Records for processing START

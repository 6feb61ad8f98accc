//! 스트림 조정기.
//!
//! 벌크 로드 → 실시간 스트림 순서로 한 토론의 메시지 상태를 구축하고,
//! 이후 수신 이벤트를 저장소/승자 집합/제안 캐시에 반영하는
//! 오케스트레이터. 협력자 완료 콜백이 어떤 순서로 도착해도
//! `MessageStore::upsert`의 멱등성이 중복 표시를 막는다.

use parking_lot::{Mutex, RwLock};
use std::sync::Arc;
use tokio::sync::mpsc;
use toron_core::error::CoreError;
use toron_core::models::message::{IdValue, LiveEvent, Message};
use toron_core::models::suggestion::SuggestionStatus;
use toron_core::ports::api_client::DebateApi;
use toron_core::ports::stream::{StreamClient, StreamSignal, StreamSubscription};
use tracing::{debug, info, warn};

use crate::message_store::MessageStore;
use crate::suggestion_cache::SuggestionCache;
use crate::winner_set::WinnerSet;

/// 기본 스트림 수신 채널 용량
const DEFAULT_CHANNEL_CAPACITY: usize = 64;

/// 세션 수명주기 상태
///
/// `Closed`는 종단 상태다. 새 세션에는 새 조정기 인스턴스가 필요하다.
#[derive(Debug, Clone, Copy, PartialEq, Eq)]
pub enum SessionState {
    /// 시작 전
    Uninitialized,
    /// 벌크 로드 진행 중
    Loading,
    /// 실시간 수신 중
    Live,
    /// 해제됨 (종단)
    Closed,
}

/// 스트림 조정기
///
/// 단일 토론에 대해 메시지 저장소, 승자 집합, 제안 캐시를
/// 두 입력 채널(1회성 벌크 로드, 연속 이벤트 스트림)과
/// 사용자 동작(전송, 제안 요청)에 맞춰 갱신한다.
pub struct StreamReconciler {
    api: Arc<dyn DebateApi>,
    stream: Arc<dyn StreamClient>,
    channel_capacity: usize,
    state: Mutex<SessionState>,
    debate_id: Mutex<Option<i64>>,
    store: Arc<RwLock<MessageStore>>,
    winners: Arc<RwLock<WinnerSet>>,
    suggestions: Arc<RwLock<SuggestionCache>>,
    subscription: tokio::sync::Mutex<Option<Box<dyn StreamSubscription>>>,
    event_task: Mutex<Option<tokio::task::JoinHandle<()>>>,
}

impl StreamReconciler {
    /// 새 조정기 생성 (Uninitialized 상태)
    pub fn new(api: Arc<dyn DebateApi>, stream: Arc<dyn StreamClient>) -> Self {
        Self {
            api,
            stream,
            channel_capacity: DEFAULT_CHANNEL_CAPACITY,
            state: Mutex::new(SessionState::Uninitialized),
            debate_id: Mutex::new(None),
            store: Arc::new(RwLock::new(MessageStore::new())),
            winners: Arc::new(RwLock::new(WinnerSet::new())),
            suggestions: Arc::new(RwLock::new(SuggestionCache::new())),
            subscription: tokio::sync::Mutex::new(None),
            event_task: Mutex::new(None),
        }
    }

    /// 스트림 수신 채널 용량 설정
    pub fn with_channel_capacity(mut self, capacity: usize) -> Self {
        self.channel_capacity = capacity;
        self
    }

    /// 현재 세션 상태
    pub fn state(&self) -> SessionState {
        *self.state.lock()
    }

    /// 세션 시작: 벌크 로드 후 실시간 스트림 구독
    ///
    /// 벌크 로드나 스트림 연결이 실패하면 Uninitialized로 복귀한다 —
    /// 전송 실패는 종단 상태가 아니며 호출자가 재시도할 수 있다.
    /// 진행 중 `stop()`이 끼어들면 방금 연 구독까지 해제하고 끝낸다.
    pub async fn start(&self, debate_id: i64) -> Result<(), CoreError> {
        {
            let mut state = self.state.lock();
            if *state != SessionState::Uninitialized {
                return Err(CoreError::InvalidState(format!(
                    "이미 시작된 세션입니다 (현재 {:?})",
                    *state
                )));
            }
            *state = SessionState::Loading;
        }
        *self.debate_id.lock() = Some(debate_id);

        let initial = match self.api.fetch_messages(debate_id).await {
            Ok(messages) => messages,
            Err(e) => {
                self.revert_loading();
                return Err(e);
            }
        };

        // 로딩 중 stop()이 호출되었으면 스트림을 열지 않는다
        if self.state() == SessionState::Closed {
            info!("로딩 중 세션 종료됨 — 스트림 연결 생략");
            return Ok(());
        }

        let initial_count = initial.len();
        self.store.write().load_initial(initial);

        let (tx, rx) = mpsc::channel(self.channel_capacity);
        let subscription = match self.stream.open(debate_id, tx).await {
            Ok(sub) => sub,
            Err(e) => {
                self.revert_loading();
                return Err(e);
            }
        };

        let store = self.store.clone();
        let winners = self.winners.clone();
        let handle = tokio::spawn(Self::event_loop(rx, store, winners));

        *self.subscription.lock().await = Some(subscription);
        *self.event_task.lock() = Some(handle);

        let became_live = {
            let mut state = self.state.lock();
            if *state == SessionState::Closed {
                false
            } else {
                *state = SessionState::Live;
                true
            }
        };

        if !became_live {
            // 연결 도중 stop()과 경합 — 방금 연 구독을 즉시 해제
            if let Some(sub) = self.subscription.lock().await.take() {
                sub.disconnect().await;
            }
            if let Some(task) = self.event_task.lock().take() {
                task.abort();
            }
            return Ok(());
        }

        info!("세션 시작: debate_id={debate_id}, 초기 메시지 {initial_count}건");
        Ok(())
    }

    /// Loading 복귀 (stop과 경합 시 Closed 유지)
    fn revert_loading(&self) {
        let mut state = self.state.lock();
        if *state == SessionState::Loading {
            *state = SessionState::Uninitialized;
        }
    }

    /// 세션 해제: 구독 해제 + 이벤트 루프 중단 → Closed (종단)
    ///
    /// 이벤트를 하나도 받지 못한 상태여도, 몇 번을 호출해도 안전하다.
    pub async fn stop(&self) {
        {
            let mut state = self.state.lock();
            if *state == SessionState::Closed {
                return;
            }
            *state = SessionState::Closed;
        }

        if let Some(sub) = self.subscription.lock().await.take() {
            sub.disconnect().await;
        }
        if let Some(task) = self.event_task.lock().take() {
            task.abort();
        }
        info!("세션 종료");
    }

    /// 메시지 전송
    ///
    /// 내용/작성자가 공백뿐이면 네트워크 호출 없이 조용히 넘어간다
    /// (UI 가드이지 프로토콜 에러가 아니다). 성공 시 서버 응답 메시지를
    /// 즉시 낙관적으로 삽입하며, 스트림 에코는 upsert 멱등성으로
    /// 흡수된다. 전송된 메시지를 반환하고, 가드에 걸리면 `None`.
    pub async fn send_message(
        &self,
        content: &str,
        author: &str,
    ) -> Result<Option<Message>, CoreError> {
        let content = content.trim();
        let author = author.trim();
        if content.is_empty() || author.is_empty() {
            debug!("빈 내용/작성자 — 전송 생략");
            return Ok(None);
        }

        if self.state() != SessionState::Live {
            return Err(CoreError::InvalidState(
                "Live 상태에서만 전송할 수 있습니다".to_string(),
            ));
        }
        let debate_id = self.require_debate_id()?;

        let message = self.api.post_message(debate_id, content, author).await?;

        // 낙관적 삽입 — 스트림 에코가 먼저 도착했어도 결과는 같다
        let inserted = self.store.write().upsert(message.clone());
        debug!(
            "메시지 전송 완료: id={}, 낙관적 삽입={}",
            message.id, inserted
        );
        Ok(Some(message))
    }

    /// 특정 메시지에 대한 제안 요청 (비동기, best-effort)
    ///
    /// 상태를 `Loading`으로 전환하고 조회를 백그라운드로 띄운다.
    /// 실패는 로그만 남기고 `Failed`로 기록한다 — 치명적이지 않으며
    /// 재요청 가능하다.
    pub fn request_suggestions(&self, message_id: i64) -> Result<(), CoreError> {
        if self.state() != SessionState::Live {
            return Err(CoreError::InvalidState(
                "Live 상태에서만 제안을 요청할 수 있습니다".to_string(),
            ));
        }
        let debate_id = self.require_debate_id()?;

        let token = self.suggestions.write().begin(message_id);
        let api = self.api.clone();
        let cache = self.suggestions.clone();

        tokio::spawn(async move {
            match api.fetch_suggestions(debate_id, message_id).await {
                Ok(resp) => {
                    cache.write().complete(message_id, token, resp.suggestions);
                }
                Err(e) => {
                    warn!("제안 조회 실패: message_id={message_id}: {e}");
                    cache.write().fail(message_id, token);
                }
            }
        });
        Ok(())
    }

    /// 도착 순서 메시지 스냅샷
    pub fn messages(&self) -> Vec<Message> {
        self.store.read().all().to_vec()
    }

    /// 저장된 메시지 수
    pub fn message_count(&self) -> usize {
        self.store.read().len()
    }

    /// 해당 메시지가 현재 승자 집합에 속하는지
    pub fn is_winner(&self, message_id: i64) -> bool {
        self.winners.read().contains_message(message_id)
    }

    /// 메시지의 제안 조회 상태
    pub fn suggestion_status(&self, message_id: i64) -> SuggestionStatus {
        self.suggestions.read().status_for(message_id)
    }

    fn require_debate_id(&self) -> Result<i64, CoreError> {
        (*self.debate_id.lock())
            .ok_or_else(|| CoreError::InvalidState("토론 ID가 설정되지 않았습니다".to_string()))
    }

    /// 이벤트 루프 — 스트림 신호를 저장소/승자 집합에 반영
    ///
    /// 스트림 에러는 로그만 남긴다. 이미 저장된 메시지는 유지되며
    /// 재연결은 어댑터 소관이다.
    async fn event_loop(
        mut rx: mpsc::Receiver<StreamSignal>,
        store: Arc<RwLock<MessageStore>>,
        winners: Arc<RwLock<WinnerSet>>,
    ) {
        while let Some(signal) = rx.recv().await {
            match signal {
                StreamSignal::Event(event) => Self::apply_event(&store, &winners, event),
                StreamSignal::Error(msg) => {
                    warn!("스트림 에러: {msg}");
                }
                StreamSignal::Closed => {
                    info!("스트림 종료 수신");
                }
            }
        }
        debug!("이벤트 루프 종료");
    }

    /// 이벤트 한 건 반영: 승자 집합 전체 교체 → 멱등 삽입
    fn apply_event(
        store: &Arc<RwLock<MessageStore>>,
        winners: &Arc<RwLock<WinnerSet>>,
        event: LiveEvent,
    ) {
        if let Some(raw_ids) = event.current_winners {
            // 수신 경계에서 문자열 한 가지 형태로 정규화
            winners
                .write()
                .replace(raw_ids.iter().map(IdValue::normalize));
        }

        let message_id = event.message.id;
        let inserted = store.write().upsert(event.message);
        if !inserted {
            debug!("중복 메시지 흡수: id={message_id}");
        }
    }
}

Records for processing END

Using the records above, pull out each line where the word "content" occurs.

Answer to the exercise
        content: &str,
        let content = content.trim();
        if content.is_empty() || author.is_empty() {
        let message = self.api.post_message(debate_id, content, author).await?;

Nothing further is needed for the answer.